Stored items
● ● ● ● ●

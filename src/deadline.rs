//! A cooperative time budget for evaluating and solving an equation.

use std::time::{Duration, Instant};

/// The point in time after which a computation should give up.
///
/// Expensive loops call [`Deadline::check()`] so a pathological equation
/// stops burning CPU shortly after the caller has stopped waiting for it.
#[derive(Debug, Copy, Clone, PartialEq)]
pub struct Deadline {
    expires_at: Option<Instant>,
}

impl Deadline {
    /// A deadline which never expires.
    pub fn never() -> Self { Deadline { expires_at: None } }

    pub fn after(budget: Duration) -> Self {
        Deadline {
            expires_at: Instant::now().checked_add(budget),
        }
    }

    pub fn has_expired(&self) -> bool {
        match self.expires_at {
            Some(expires_at) => Instant::now() >= expires_at,
            None => false,
        }
    }

    pub fn check(&self) -> Result<(), TimedOut> {
        if self.has_expired() {
            Err(TimedOut)
        } else {
            Ok(())
        }
    }
}

impl Default for Deadline {
    fn default() -> Self { Deadline::never() }
}

/// The computation ran out of time.
#[derive(Debug, Copy, Clone, PartialEq, thiserror::Error)]
#[error("computation timed out")]
pub struct TimedOut;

● ● ● ● ●

#### [What needs to be done]
Please report every line among the entries that includes "equation".

#### [Expected answer]
//! A cooperative time budget for evaluating and solving an equation.
/// Expensive loops call [`Deadline::check()`] so a pathological equation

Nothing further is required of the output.